**ACTIVITY:**
Among the entries that follow, find every line with the word "configuration" and copy it.

**INFORMATION GIVEN:**
* * *

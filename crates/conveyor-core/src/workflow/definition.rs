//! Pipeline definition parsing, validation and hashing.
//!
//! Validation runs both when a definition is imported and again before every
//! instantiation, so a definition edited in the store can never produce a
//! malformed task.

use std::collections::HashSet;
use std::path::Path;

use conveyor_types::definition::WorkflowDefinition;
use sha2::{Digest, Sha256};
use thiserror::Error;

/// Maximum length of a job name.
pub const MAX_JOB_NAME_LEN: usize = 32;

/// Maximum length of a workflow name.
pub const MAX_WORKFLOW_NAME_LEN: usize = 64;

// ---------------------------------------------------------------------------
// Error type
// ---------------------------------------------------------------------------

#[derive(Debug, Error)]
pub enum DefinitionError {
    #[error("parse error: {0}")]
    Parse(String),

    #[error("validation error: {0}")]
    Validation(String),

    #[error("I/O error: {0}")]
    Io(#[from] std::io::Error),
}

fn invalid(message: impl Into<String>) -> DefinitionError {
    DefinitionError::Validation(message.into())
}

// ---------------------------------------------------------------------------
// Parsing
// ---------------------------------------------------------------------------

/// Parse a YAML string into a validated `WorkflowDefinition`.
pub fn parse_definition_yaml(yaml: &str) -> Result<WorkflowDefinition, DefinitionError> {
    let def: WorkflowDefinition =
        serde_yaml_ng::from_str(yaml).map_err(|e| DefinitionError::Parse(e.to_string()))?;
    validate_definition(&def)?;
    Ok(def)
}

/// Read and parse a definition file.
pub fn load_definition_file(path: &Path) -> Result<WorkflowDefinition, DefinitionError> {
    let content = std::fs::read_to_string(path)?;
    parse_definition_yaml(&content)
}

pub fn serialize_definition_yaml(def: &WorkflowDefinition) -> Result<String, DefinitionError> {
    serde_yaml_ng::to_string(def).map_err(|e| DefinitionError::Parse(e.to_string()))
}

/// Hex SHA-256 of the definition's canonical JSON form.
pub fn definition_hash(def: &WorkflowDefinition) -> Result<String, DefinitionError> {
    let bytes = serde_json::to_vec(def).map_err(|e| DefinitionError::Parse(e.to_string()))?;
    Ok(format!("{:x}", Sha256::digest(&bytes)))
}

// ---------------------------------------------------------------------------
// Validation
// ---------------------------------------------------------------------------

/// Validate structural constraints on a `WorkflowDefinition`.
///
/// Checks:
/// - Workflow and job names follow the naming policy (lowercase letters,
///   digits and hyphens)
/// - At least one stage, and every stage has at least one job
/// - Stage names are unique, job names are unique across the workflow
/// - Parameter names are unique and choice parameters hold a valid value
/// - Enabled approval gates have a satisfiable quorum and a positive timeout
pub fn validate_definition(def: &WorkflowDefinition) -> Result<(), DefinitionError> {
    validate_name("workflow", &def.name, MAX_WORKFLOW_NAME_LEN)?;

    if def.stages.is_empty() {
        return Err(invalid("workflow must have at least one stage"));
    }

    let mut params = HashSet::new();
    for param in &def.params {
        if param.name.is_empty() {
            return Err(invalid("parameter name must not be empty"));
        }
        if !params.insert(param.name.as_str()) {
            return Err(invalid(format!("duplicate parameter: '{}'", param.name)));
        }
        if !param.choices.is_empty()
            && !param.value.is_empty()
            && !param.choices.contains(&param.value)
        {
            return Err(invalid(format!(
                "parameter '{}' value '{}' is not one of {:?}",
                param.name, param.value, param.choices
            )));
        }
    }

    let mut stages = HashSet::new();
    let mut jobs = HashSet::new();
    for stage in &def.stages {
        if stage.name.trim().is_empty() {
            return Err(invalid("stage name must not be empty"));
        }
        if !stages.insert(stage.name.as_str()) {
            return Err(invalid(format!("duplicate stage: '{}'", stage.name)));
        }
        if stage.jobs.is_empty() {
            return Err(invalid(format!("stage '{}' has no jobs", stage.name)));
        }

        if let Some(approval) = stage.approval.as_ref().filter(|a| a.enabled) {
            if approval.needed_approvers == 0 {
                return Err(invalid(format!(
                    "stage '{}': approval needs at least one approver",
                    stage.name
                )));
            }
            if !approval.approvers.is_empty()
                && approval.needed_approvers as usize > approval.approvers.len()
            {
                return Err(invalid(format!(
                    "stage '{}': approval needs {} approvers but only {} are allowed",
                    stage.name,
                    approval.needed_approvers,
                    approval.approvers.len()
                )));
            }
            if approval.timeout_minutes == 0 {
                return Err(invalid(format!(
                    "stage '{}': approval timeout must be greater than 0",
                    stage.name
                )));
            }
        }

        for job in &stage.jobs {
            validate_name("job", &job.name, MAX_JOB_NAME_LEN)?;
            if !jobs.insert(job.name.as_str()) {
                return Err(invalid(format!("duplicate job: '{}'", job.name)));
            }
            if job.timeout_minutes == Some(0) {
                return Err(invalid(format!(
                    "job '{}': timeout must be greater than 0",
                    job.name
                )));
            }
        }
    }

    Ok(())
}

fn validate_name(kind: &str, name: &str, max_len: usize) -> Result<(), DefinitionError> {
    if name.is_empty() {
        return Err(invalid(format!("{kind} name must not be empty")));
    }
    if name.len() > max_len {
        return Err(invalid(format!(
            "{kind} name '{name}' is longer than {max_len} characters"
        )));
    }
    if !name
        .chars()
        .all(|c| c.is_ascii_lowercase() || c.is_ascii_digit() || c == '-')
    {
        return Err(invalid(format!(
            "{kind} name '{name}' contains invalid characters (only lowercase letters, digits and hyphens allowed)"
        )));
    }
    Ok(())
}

* * *

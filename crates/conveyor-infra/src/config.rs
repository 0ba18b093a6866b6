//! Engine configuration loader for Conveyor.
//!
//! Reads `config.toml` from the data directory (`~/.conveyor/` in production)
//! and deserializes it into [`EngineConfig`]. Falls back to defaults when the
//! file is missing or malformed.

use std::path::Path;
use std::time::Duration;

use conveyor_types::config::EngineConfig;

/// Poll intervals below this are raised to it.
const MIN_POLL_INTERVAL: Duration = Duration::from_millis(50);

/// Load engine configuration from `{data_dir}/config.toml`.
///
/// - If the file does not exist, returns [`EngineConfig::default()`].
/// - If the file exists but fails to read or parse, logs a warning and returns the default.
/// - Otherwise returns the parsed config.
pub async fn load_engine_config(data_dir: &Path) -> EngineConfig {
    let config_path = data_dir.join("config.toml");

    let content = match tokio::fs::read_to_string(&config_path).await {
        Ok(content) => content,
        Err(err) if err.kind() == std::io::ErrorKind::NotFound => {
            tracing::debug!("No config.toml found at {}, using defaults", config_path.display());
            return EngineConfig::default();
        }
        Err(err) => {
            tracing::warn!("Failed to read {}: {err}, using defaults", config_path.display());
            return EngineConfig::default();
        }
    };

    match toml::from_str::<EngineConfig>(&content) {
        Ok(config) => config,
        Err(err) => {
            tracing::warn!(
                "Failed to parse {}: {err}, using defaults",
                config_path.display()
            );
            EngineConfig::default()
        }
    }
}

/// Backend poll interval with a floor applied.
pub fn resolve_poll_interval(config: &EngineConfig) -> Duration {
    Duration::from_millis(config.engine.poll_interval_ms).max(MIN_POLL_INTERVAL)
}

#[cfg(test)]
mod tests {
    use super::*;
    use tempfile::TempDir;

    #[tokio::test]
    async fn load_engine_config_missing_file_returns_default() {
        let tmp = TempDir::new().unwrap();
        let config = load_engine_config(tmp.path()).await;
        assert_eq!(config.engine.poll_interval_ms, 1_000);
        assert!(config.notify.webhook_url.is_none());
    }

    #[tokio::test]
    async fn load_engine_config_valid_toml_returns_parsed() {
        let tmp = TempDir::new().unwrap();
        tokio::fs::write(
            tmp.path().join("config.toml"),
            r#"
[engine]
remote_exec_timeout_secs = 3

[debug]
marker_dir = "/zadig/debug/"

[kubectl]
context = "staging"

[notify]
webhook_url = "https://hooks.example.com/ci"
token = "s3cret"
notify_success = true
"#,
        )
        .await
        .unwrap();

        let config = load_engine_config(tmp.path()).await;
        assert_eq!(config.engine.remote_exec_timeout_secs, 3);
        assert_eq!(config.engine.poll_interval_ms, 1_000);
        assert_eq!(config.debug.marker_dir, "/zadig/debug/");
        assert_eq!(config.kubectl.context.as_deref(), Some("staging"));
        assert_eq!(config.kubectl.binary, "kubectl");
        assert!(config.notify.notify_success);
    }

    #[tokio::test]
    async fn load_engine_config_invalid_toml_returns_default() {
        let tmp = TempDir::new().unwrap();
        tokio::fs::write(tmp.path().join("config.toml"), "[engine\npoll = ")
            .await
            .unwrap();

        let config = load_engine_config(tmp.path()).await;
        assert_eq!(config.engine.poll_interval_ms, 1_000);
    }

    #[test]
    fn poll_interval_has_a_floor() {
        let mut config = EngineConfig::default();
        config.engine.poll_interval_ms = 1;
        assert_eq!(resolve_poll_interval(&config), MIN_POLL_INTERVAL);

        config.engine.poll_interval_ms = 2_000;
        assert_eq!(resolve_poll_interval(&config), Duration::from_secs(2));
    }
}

* * *

**TASK ANSWER:**
//! Engine configuration loader for Conveyor.
/// Load engine configuration from `{data_dir}/config.toml`.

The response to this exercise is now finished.